By allowing ads to appear on this site, you support the local businesses who, in turn, support great journalism.
PRIME OFFICE DREAM AXED FOR 814 HOMES
Yosemite Square is largest neighborhood ever planned in city east of Highway 99
yosemite square
The 814-home Yosemite Square neighborhood is planned for 137 acres on the northeast quadrant of the 120 Bypass and Highway 99 interchange.

Back in the heady days of the first decade of the 21st century, developers were tripping all over each other with grandiose plans to turn the 120 Bypass into a corridor of high-rise office buildings.

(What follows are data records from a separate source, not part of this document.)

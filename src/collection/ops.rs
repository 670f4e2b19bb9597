use super::core::Collection;
use crate::document::Document;
use crate::errors::DbError;
use crate::types::{DocumentId, Operation};
use crate::logger::AUDIT_TARGET;
use bson::Document as BsonDocument;

impl Collection {
    fn persist(&self, operation: &Operation) -> Result<(), DbError> {
        let res = self.storage.write().append(operation);
        if let Err(e) = &res {
            log::error!("storage append failed for collection {}: {e}", self.name);
        }
        res
    }

    /// Inserts `document`, failing with `DbError::DuplicateKey` when its id is taken.
    ///
    /// # Errors
    /// Returns `DuplicateKey` or a storage error; the collection is unchanged on error.
    pub fn insert_document(&self, document: Document) -> Result<DocumentId, DbError> {
        let mut docs = self.docs.write();
        let doc_id = document.id;
        if docs.contains_key(&doc_id) {
            return Err(DbError::DuplicateKey(doc_id));
        }
        self.persist(&Operation::Insert { collection: self.name.clone(), document: document.clone() })?;
        docs.insert(doc_id, document);
        log::info!(target: AUDIT_TARGET, "op=insert collection={} id={doc_id}", self.name);
        Ok(doc_id)
    }

    #[must_use]
    pub fn contains(&self, id: &DocumentId) -> bool {
        self.docs.read().contains_key(id)
    }

    /// Atomic read-modify-write of one document body. The write lock is held across the
    /// closure and the log append, so concurrent modifications of the same id serialize.
    ///
    /// # Errors
    /// Propagates the closure's error or a storage error; the collection is unchanged on error.
    pub fn modify_document<F>(&self, id: &DocumentId, f: F) -> Result<Option<Document>, DbError>
    where
        F: FnOnce(&mut BsonDocument) -> Result<(), DbError>,
    {
        let mut docs = self.docs.write();
        let Some(current) = docs.get(id) else { return Ok(None) };
        let mut updated = current.clone();
        let mut body = updated.data.0.clone();
        f(&mut body)?;
        updated.update(body);
        self.persist(&Operation::Update { collection: self.name.clone(), document: updated.clone() })?;
        docs.insert(*id, updated.clone());
        log::info!(target: AUDIT_TARGET, "op=update collection={} id={id}", self.name);
        Ok(Some(updated))
    }

    /// Removes a document and returns its last state.
    ///
    /// # Errors
    /// Returns a storage error; the collection is unchanged on error.
    pub fn delete_document(&self, id: &DocumentId) -> Result<Option<Document>, DbError> {
        let mut docs = self.docs.write();
        if !docs.contains_key(id) {
            return Ok(None);
        }
        self.persist(&Operation::Delete { collection: self.name.clone(), document_id: *id })?;
        let removed = docs.remove(id);
        log::info!(target: AUDIT_TARGET, "op=delete collection={} id={id}", self.name);
        Ok(removed)
    }

    /// Clones every document in ascending id order.
    #[must_use]
    pub fn get_all_documents(&self) -> Vec<Document> {
        self.docs.read().values().cloned().collect()
    }

    /// Applies a logged operation without re-logging it.
    pub(crate) fn apply_replayed(&self, operation: Operation) {
        let mut docs = self.docs.write();
        match operation {
            Operation::Insert { document, .. } | Operation::Update { document, .. } => {
                docs.insert(document.id, document);
            }
            Operation::Delete { document_id, .. } => {
                docs.remove(&document_id);
            }
            Operation::CreateCollection { .. } | Operation::DropCollection { .. } => {}
        }
    }
}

They were banking on the exposure the corridor offered plus its proximity to the Bay Area.

In 2007, Oak Valley Community Bank rolled out a plan for a 6-story structure with 57,000 square feet on the southwest quadrant of the 120 Bypass/Highway 99 interchange  to serve as its headquarters. The city approved plans for the 96-foot high structure that also included a separate building for an upscale steakhouse in front of the office tower and facing Moffat Boulevard.

The plan went to the wayside when the mortgage crisis struck.

A year prior, the developers of the Promenade Shops at Orchard Valley unveiled plans for a second phase that included an 8-story hotel and two “twin towers” of 70 feet to accommodate five floors of office space east of Bass Pro Shops where the 428-unit Atherton apartment complex is now in the process of building its final phase.

The plans by Poag & McEwen never got beyond the conceptual stage.

It was against that backdrop in 2012 developers were granted approval for a series of five multi-story office buildings with 314,000 square feet lining Highway 99 and part of its interchange with the 120 Bypass.  

The project on the northeast quadrant of the interchange also included  414 condos plus 312 apartments, 158,200 square feet of retail, 335 single family homes, and 28 estate-style lots.

The Great Recession effectively killed the big office dreams of developers.

Yosemite Square, however, is being reincarnated without the commercial component, office buildings, apartments and condos. Now there are only single family homes being proposed — 814 of them.

It’s also been trimmed down from 217 acres to 137.2 acres.

The project is the largest subdivision ever proposed east of Highway 99 in Manteca and the first east of Highway 99 and south of Yosemite Avenue (East Highway 120).

Part of the subdivision will border the El Rancho Mobile Home Park on the north as well as be adjacent to ACT Trucking’s facilities. The  rest will border agricultural uses, several existing homes, Highway 99, and Austin Road.

The project has the potential of triggering additional growth.

That’s because it will put in place a 12-inch water main.

It will connect with a stub on Austin  Road just south of Yosemite Avenue. It would run south on Austin Road to a point just south of the northbound Highway 99 offramp. From there it will swing west and go under Highway 99 and connect with an existing 12-inch water line on Moffat Boulevard near Woodward Avenue.

There will be two access points to Yosemite Square via streets intersecting with Austin Road

The southern boundary is just south of where the ramp from northbound Highway 99 to the 120 Bypass starts crossing over Highway 99.